La teoría popperiana de los "Tres Mundos" ilustra muy bien ese problema. Estos son: el Mundo 1 (la realidad física, como los servidores y la energía), el Mundo 2 (la mente consciente y las experiencias subjetivas) y el Mundo 3 (los productos culturales y objetivos del espíritu humano). La genialidad de la razón humana radica en su capacidad para transitar entre estas tres esferas: un individuo concibe una idea nueva, la somete al filtro crítico de la lógica en su conciencia (Mundo 2) y la contrasta empíricamente con el entorno físico (Mundo 1). La IA, por el contrario, está atrapada en el Mundo 1 y manipula mecánicamente objetos del Mundo 3. Procesa textos e imágenes a velocidad de vértigo, pero lo hace en piloto automático, sin comprender el significado de lo que genera. El algoritmo no "cree" en sus propias conclusiones ni puede comprometerse con la verdad. Cuando una IA se equivoca, no se está ante el error creativo de un científico que aprende de su propio fallo para refinar su teoría, sino ante un simple y frío defecto de optimización matemática o de programación. No aprende en el sentido humano; sólo recalibra sus pesos estadísticos.
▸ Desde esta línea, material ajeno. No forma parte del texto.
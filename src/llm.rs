//! HTTP client for the text-classification capability.
//!
//! Talks to an OpenAI-compatible chat-completions endpoint with a strict
//! JSON response contract. Network and timeout problems surface as
//! `Transport`; a response that is not the agreed JSON shape surfaces as
//! `Validation` so the caller can tell the two apart.

use reqwest::Client;
use serde::{Deserialize, Serialize};
use std::time::Duration;
use tracing::{debug, info};

use crate::config::LlmConfig;
use crate::error::ScanError;
use crate::models::CapturedMessage;
use crate::sources::{ClassificationOutcome, ClassificationSummary, Classifier, RawIncident};

const SYSTEM_PROMPT: &str = r#"You are a security review system for monitored workplace group chats.
Your task is to analyze messages and flag policy violations.

VIOLATION CATEGORIES:
1. leak - confidential information exposure (passwords, API keys, internal data)
2. inappropriate - misconduct (insults, harassment, discrimination)
3. spam - spam or advertising for third-party services
4. off_topic - non-work discussion in a work chat
5. security_risk - potential security threat (phishing, malicious links)

RESPONSE FORMAT (strict JSON):
{
  "incidents": [
    {
      "message_id": <int>,
      "category": "<leak|inappropriate|spam|off_topic|security_risk>",
      "severity": "<low|medium|high|critical>",
      "description": "<short description of the violation>",
      "confidence": <float 0-1>
    }
  ],
  "summary": {
    "total_analyzed": <int>,
    "incidents_found": <int>,
    "risk_level": "<none|low|medium|high>"
  }
}

Analyze the messages and reply with JSON only. Do not add any commentary outside the JSON."#;

#[derive(Debug, Serialize)]
struct ChatRequest {
    model: String,
    messages: Vec<ChatMessage>,
    response_format: ResponseFormat,
    temperature: f32,
}

#[derive(Debug, Serialize)]
struct ChatMessage {
    role: &'static str,
    content: String,
}

#[derive(Debug, Serialize)]
struct ResponseFormat {
    #[serde(rename = "type")]
    kind: &'static str,
}

#[derive(Debug, Deserialize)]
struct ChatResponse {
    choices: Vec<Choice>,
}

#[derive(Debug, Deserialize)]
struct Choice {
    message: ChoiceMessage,
}

#[derive(Debug, Deserialize)]
struct ChoiceMessage {
    content: String,
}

/// The JSON body the model is instructed to produce.
#[derive(Debug, Deserialize)]
struct AnalysisBody {
    incidents: Vec<RawIncident>,
    summary: ClassificationSummary,
}

/// Chat-completions classifier client.
pub struct LlmClassifier {
    config: LlmConfig,
    http_client: Client,
}

impl LlmClassifier {
    pub fn new(config: LlmConfig) -> Result<Self, ScanError> {
        let http_client = Client::builder()
            .timeout(Duration::from_secs(config.timeout_seconds))
            .build()
            .map_err(|e| ScanError::Transport(format!("failed to build HTTP client: {}", e)))?;

        Ok(Self {
            config,
            http_client,
        })
    }

    /// Format one chunk as `[ID: xxx] [timestamp] @handle: text` lines.
    fn format_messages(chunk: &[CapturedMessage]) -> String {
        let mut formatted = Vec::with_capacity(chunk.len());
        for msg in chunk {
            let timestamp = msg.timestamp.format("%Y-%m-%d %H:%M");
            let handle = msg.sender_handle.as_deref().unwrap_or("unknown");
            let text = msg.text.as_deref().unwrap_or("");
            formatted.push(format!(
                "[ID: {}] [{}] @{}: {}",
                msg.message_id, timestamp, handle, text
            ));
        }
        formatted.join("\n")
    }

    fn build_user_prompt(chunk: &[CapturedMessage], chat_context: &str) -> String {
        format!(
            "Chat: \"{}\"\n\nMessages to analyze:\n---\n{}\n---\n\nAnalyze these messages and reply in the JSON format.",
            chat_context,
            Self::format_messages(chunk)
        )
    }

    fn parse_body(content: &str) -> Result<ClassificationOutcome, ScanError> {
        let body: AnalysisBody = serde_json::from_str(content)
            .map_err(|e| ScanError::Validation(format!("classifier returned bad JSON: {}", e)))?;
        Ok(ClassificationOutcome {
            incidents: body.incidents,
            summary: body.summary,
        })
    }
}

#[async_trait::async_trait]
impl Classifier for LlmClassifier {
    async fn classify(
        &self,
        chunk: &[CapturedMessage],
        chat_context: &str,
    ) -> Result<ClassificationOutcome, ScanError> {
        if chunk.is_empty() {
            return Ok(ClassificationOutcome {
                incidents: Vec::new(),
                summary: ClassificationSummary {
                    total_analyzed: 0,
                    incidents_found: 0,
                    risk_level: "none".into(),
                },
            });
        }

        let url = format!("{}/chat/completions", self.config.api_url.trim_end_matches('/'));
        let request = ChatRequest {
            model: self.config.model.clone(),
            messages: vec![
                ChatMessage {
                    role: "system",
                    content: SYSTEM_PROMPT.to_string(),
                },
                ChatMessage {
                    role: "user",
                    content: Self::build_user_prompt(chunk, chat_context),
                },
            ],
            response_format: ResponseFormat { kind: "json_object" },
            temperature: self.config.temperature,
        };

        info!("Sending {} messages to the classifier", chunk.len());

        let response = self
            .http_client
            .post(&url)
            .bearer_auth(&self.config.api_key)
            .json(&request)
            .send()
            .await
            .map_err(|e| {
                if e.is_timeout() {
                    ScanError::Transport(format!(
                        "classifier timed out after {}s",
                        self.config.timeout_seconds
                    ))
                } else if e.is_connect() {
                    ScanError::Transport(format!("cannot connect to classifier at {}", url))
                } else {
                    ScanError::Transport(format!("classifier request failed: {}", e))
                }
            })?;

        if !response.status().is_success() {
            let status = response.status();
            let body = response.text().await.unwrap_or_default();
            return Err(ScanError::Transport(format!(
                "classifier API error {}: {}",
                status, body
            )));
        }

        let chat_response: ChatResponse = response
            .json()
            .await
            .map_err(|e| ScanError::Validation(format!("bad completion envelope: {}", e)))?;

        let content = chat_response
            .choices
            .first()
            .map(|c| c.message.content.as_str())
            .ok_or_else(|| ScanError::Validation("completion had no choices".into()))?;

        debug!("Classifier response: {}", content);
        Self::parse_body(content)
    }
}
Esa limitación estructural de la máquina frente a la mente libre plantea un riesgo de primer orden para la sociedad abierta: el "dogmatismo digital". El conocimiento humano crece y se depura cuando los individuos ejercen la libertad de pensamiento para detectar y eliminar errores mediante la crítica. La IA opera en la dirección opuesta: tiende a empaquetar, canonizar y perpetuar los sesgos, prejuicios y verdades existentes. El algoritmo jamás es autocrítico, pues su única brújula es minimizar una función de pérdida matemática. El peligro real no es que las máquinas adquieran voluntad propia y dominen el mundo, sino la abdicación de la racionalidad por parte de los propios ciudadanos; esto es, la aceptación como verdad absoluta y criterio de autoridad lo que no es más que el resumen promedio de las opiniones existentes.
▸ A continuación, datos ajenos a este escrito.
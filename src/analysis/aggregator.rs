//! Cross-chat aggregation of one scan cycle's per-chat results.

use chrono::{DateTime, Utc};

use crate::models::{ChatAnalysisResult, GlobalReport, Severity};

/// Fold per-chat results into the cycle-level report.
///
/// Pure summation: chats with zero activity still count toward
/// `chats_scanned`. The duration is clamped at zero so clock oddities
/// never produce a negative value.
pub fn aggregate(
    results: &[ChatAnalysisResult],
    start_time: DateTime<Utc>,
    end_time: DateTime<Utc>,
) -> GlobalReport {
    let mut report = GlobalReport {
        start_time,
        end_time,
        chats_scanned: results.len(),
        total_messages: 0,
        total_voices: 0,
        total_incidents: 0,
        critical_incidents: 0,
        high_incidents: 0,
        medium_incidents: 0,
        low_incidents: 0,
        missing_participants: 0,
        extra_participants: 0,
        duration_seconds: (end_time - start_time)
            .num_milliseconds()
            .max(0) as f64
            / 1000.0,
        missing_ids: Vec::new(),
        extra_ids: Vec::new(),
    };

    for result in results {
        report.total_messages += result.messages_analyzed;
        report.total_voices += result.voices_transcribed;
        report.total_incidents += result.incidents.len();

        for incident in &result.incidents {
            match incident.severity {
                Severity::Critical => report.critical_incidents += 1,
                Severity::High => report.high_incidents += 1,
                Severity::Medium => report.medium_incidents += 1,
                Severity::Low => report.low_incidents += 1,
            }
        }

        if let Some(roster) = &result.participant_report {
            report.missing_participants += roster.missing.len();
            report.extra_participants += roster.extra.len();
            report
                .missing_ids
                .extend(roster.missing.iter().map(|p| p.user_id));
            report
                .extra_ids
                .extend(roster.extra.iter().map(|p| p.user_id));
        }
    }

    report
}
La creatividad no es algo accesible a la IA. El acto de crear exige un chispazo inicial libre —la conjetura intuitiva—, seguido de un control de calidad lógico estricto. La IA no crea nada; ejecuta imitaciones y combinatorias excelentes. Tiene la capacidad de pintar un lienzo al estilo de Picasso o de redactar un ensayo con la prosa de Platón, pero lo hace yuxtaponiendo patrones preexistentes, siendo incapaz de romper las reglas del juego para fundar un paradigma nuevo o para entender el drama humano que subyace a una obra de arte. La IA es una herramienta extraordinaria para acelerar la gestión de datos o automatizar tareas, pero no es un agente racional. No cabe delegar en el “silicio” decisiones que exigen de forma intransferible juicio moral, empatía y responsabilidad personal; atributos todos ellos pertenecientes en exclusiva al ser humano consciente.
Capitular ante la narrativa de que la mente y la razón del hombre son perfectamente reducibles a un algoritmo computable, es desmantelar la idea misma de dignidad y libertad. Una civilización que subcontratase su pensamiento crítico y su capacidad de juicio a la IA estaría clausurando las fuentes de su propia evolución y progreso. La IA tiene un valor innegable como una prodigiosa extensión de nuestras capacidades técnicas, pero jamás podrá sustituir al misterio de la conciencia ni al ejercicio libre de la razón.
Este artículo fue publicado originalmente en El Mundo (España) el 21 de junio de 2026.